June 24th, 2007 at 3:09 pm
[...] Barton at Bioinformatics Zen tells us his opinion on Science 2.0. I loved this sentence: Despite all this I am very in favour of open science, and would like to [...]
June 24th, 2007 at 8:48 pm
Great topic!
Thank you Mike!
I think it’s will be very useful for everybody who read this topic if we can give some best examples of Open Science projects,
in my minds -
http://www.plos.org
http://www.biomedcentral.com
http://precedings.nature.com
June 25th, 2007 at 1:41 pm
@ Luca
It is a shame that bioinformatics tools recieve little support once they are published. I think the scientific system does encourage this - once the tool has been published there is little reward for sustaining support. Also people leave labs, and funding runs out for projects which means that there is no able to support the tool.
As an extreme example imagine a case where instead of contributing code to the linux codebase, everybody created their own distribution to include the feature they wanted.

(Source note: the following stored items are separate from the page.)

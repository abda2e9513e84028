use chrono::{Local, NaiveDate};
use clap::{Parser, Subcommand, ValueEnum};
use debtplan::application::engine::AmortizationEngine;
use debtplan::config::PlannerConfig;
use debtplan::domain::debt::Debt;
use debtplan::domain::ports::DebtStoreBox;
use debtplan::domain::schedule::PayoffPolicy;
use debtplan::infrastructure::in_memory::InMemoryDebtStore;
use debtplan::interfaces::csv::debt_reader::DebtReader;
use debtplan::interfaces::csv::schedule_writer::ScheduleWriter;
use miette::{IntoDiagnostic, Result, miette};
use rust_decimal::Decimal;
use serde::Serialize;
use std::io::{self, Write};
use std::path::PathBuf;
use tracing::{Level, info, warn};

#[derive(Parser)]
#[command(author, version, about, long_about = None)]
struct Cli {
    /// Input debts CSV file
    input: PathBuf,

    /// JSON file with engine settings
    #[arg(long)]
    config: Option<PathBuf>,

    /// Longest schedule allowed, in months (overrides the config file)
    #[arg(long)]
    max_months: Option<u32>,

    /// Decimal places interest is rounded to (overrides the config file)
    #[arg(long)]
    scale: Option<u32>,

    /// First month of the schedule; payments fall due one month after it. Defaults to today.
    #[arg(long)]
    start: Option<NaiveDate>,

    #[arg(long, value_enum, default_value_t = Format::Csv)]
    format: Format,

    /// Log debug events
    #[arg(short, long)]
    verbose: bool,

    #[command(subcommand)]
    command: Command,
}

#[derive(Subcommand)]
enum Command {
    /// Amortize each debt on its own
    Plan {
        /// Added to every monthly payment
        #[arg(long, default_value_t = Decimal::ZERO)]
        extra: Decimal,

        /// Only plan the debt with this id
        #[arg(long)]
        debt: Option<String>,
    },
    /// Pay every debt from one monthly budget
    Strategy {
        #[arg(long)]
        budget: Decimal,

        #[arg(long, default_value_t = PayoffPolicy::Avalanche)]
        policy: PayoffPolicy,
    },
    /// Compare avalanche and snowball against paying only minimums
    Compare {
        #[arg(long)]
        budget: Decimal,
    },
}

#[derive(Copy, Clone, ValueEnum)]
enum Format {
    Csv,
    Json,
}

#[tokio::main]
async fn main() -> Result<()> {
    let cli = Cli::parse();

    let subscriber = tracing_subscriber::fmt()
        .compact()
        .with_level(true)
        .with_max_level(if cli.verbose { Level::DEBUG } else { Level::INFO })
        .with_writer(io::stderr)
        .finish();
    tracing::subscriber::set_global_default(subscriber).into_diagnostic()?;

    let mut config = match &cli.config {
        Some(path) => PlannerConfig::from_path(path).into_diagnostic()?,
        None => PlannerConfig::default(),
    };
    if let Some(max_months) = cli.max_months {
        config.max_months = max_months;
    }
    if let Some(scale) = cli.scale {
        config.money_scale = scale;
    }
    let engine = AmortizationEngine::new(config).into_diagnostic()?;

    // Load debts
    let store: DebtStoreBox = Box::new(InMemoryDebtStore::new());
    let reader = DebtReader::from_path(&cli.input).into_diagnostic()?;
    for debt_result in reader.debts() {
        match debt_result {
            Ok(debt) => {
                if store.get(&debt.id).await.into_diagnostic()?.is_some() {
                    warn!("Duplicate debt id {}, keeping the last record", debt.id);
                }
                store.store(debt).await.into_diagnostic()?;
            }
            Err(e) => {
                warn!("Error reading debt: {}", e);
            }
        }
    }
    let debts = store.all().await.into_diagnostic()?;
    info!(count = debts.len(), "loaded debts");

    let start = cli.start.unwrap_or_else(|| Local::now().date_naive());
    let stdout = io::stdout();
    let out = stdout.lock();

    match cli.command {
        Command::Plan { extra, debt } => {
            let selected: Vec<&Debt> = match &debt {
                Some(id) => {
                    let found: Vec<&Debt> = debts.iter().filter(|d| &d.id == id).collect();
                    if found.is_empty() {
                        return Err(miette!("No debt with id {id}"));
                    }
                    found
                }
                None => debts.iter().collect(),
            };
            let plans = selected
                .into_iter()
                .map(|d| engine.compute_debt_payment_plan(d, extra, start))
                .collect::<Result<Vec<_>, _>>()
                .into_diagnostic()?;
            for plan in &plans {
                info!(
                    debt = %plan.debt_id,
                    months = plan.months,
                    total_interest = %plan.total_interest,
                    payoff_date = %plan.payoff_date,
                    "payment plan"
                );
            }
            match cli.format {
                Format::Csv => {
                    let mut writer = ScheduleWriter::new(out);
                    for plan in &plans {
                        writer.write_plan(plan).into_diagnostic()?;
                    }
                }
                Format::Json => write_json(out, &plans)?,
            }
        }
        Command::Strategy { budget, policy } => {
            let strategy = engine
                .compute_repayment_strategy(&debts, budget, policy, start)
                .into_diagnostic()?;
            info!(
                %policy,
                total_months = strategy.total_months,
                total_interest = %strategy.total_interest_paid,
                payoff_date = %strategy.payoff_date,
                "repayment strategy"
            );
            match cli.format {
                Format::Csv => ScheduleWriter::new(out)
                    .write_strategy(&strategy)
                    .into_diagnostic()?,
                Format::Json => write_json(out, &strategy)?,
            }
        }
        Command::Compare { budget } => {
            let comparison = engine
                .compare_strategies(&debts, budget, start)
                .into_diagnostic()?;
            info!(
                minimum_only_interest = %comparison.minimum_only_interest,
                avalanche_savings = %comparison.avalanche_savings,
                snowball_savings = %comparison.snowball_savings,
                cheapest = %comparison.cheapest().policy,
                "strategy comparison"
            );
            match cli.format {
                Format::Csv => ScheduleWriter::new(out)
                    .write_comparison(&comparison)
                    .into_diagnostic()?,
                Format::Json => write_json(out, &comparison)?,
            }
        }
    }

    Ok(())
}

fn write_json<W: Write, T: Serialize>(mut out: W, value: &T) -> Result<()> {
    serde_json::to_writer_pretty(&mut out, value).into_diagnostic()?;
    writeln!(out).into_diagnostic()?;
    Ok(())
}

I think this something like the scenario you are describing. Perhaps if the journals encouraged tools to submitted with a GPL license, as well as papers that were based on improving already existing tools with new functionality.
@Nanog
Thanks for your comments.
I’m working another special edition for bioblogs, the focus on open science. You’re more than welcome to take and look and contribute.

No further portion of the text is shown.